Op heel veel plekken in Nederland werken burgers, bedrijven en overheden samen om op lokaal niveau de energietransitie op gang te brengen. Werkgroepen van bewoners van een wijk die samen willen werken, beleidsmakers en procesbegeleiders die bedrijven en burgers ondersteunen, RES’en die opgesteld worden; Nederland komt in beweging.
Deze constatering an-sich zou tot tevredenheid moeten stemmen, toch? Tsja, daar zit voor mij echt een heel dubbel gevoel bij. Dat er beweging komt, is wat mij betreft wel echt een goede ontwikkeling. De beweging(en) die er komen, daarvan weet ik nog niet goed wat ik daarvan moet vinden. Gesprekken voeren over mogelijkheden om te verduurzamen lijkt me meer dan nuttig, als onderdeel van de beweging. Het voeren van deze gesprekken zonder dat er in de groep goede, onafhankelijke, betrouwbare kennis aanwezig is om uitspraken en uitkomsten aan te toetsen, dat is wat mij betreft helemaal niet ok.

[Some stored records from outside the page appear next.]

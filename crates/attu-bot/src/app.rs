//! Application context shared by every handler and task.

use std::sync::Arc;

use attu_core::calendar::Calendar;
use attu_core::config::ConfigStore;

use crate::env::BotEnv;

/// Everything a command handler or the daily timer needs.
///
/// Generic over the chat and wiki clients so handlers run against the
/// in-memory fakes in tests.
#[derive(Debug)]
pub struct App<C, W> {
    /// The live config document.
    pub store: Arc<ConfigStore>,
    /// Epoch calendar in the reference zone.
    pub calendar: Calendar,
    /// Chat platform client.
    pub chat: C,
    /// Wiki client.
    pub wiki: W,
    /// Process environment.
    pub env: BotEnv,
}

impl<C, W> App<C, W> {
    /// Bundle the collaborators.
    pub const fn new(store: Arc<ConfigStore>, calendar: Calendar, chat: C, wiki: W, env: BotEnv) -> Self {
        Self {
            store,
            calendar,
            chat,
            wiki,
            env,
        }
    }
}

#[cfg(test)]
pub mod test_support {
    //! Shared fixtures for the binary's unit tests.

    use std::sync::Arc;

    use attu_core::calendar::Calendar;
    use attu_core::config::{BotConfig, ConfigStore};
    use attu_core::testing::{FakeChat, FakeWiki, TempStore};
    use chrono_tz::America::New_York;

    use super::App;
    use crate::env::BotEnv;

    /// A fake-backed app plus the temp dir keeping its config alive.
    pub struct TestApp {
        pub app: Arc<App<FakeChat, FakeWiki>>,
        pub fixture: TempStore,
    }

    #[allow(clippy::unwrap_used)]
    pub fn test_app(edit: impl FnOnce(&mut BotConfig)) -> TestApp {
        let fixture = TempStore::sample(edit).unwrap();
        let store = Arc::new(ConfigStore::open(&fixture.path).unwrap());
        let env = BotEnv::from_lookup(|name| {
            (name == "BOT_CONFIG_FILE").then(|| fixture.path.display().to_string())
        })
        .unwrap();
        let app = App::new(
            store,
            Calendar::with_default_reset(New_York),
            FakeChat::new(),
            FakeWiki::with_page("Intro\n'''Current Year: 2 PC'''\nOutro"),
            env,
        );
        TestApp {
            app: Arc::new(app),
            fixture,
        }
    }
}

Op wijkniveau kan er heel veel draagvlak zijn om bijvoorbeeld een warmtenet op lage temperatuur aan te leggen. In een naastgelegen wijk kan er heel veel draagvlak zijn om individueel met warmtepompen aan de slag te gaan. In weer een derde wijk die daar ook naast ligt, wil iedereen met zon-thermische panelen aan de gang om mee te verwarmen, de vierde wijk ziet waterstofgas als eindoplossing. Dit klinkt misschien vergezocht, tegelijkertijd is dit wat we nu horen in de praktijk, in gesprekken met bedrijven en overheden waarmee we projecten uitvoeren of voorbereiden.
Vanuit het ontwikkelen van draagvlak is het heel fijn dat zo’n lokale ontwikkeling ondersteund wordt.
Twintig van deze lokale ontwikkelingen naast elkaar, met elk een eigen oplossingsrichting, is wat mij betreft juist een heel onwenselijke richting; het inrichten en onderhouden van de onderhavige infrastructuur wordt zo goed als onmogelijk, omdat het zo goed als onbetaalbaar wordt. Onze huidige collectieve infrastructuur kan zo bestaan, omdat iedereen daar aan bij draagt, dat maakt het betaalbaar. Met drinkwater, riolering, aardgas en wisselspanning is het geheel aan infrastructuur in de ondergrond te overzien. Als nu per wijk een andere oplossing in de grond gestopt wordt, dan betekent dat niet per se, dat die specifieke oplossing ook lokaal bestaansrecht heeft in financieel-economische zin. Een oplossing op de achterkant van een bierviltje doorrekenen kan al duidelijk maken of al het enthousiasme van de buurt ook terecht is.
Ik wil heel graag een lans breken voor een inhoudelijke energiespecialist binnen overheden en bedrijven, die brede kennis heeft over warmte, gassen, elektriciteit, isoleren, elektrische mobiliteit en nog meer. Dit mogen ook best twee of drie mensen zijn, het gaat om het bijeen brengen van kennis. Nu zijn al deze domeinen vaak op zichzelf georganiseerd, er is geen overzicht. Juist met dit overzicht kan je gefundeerd beslissingen nemen. Zo kan je het draagvlak van burgers en bedrijven de steun geven die ze verdienen.
En misschien begint zo’n rol als energiespecialist wel met het besef dat we behoefte hebben aan goede kennis. En dat is moeilijk, want wie wil er nu op een cursus ‘Energietransitie voor dummies’. Nou, ik dus. Wie doet er met me mee?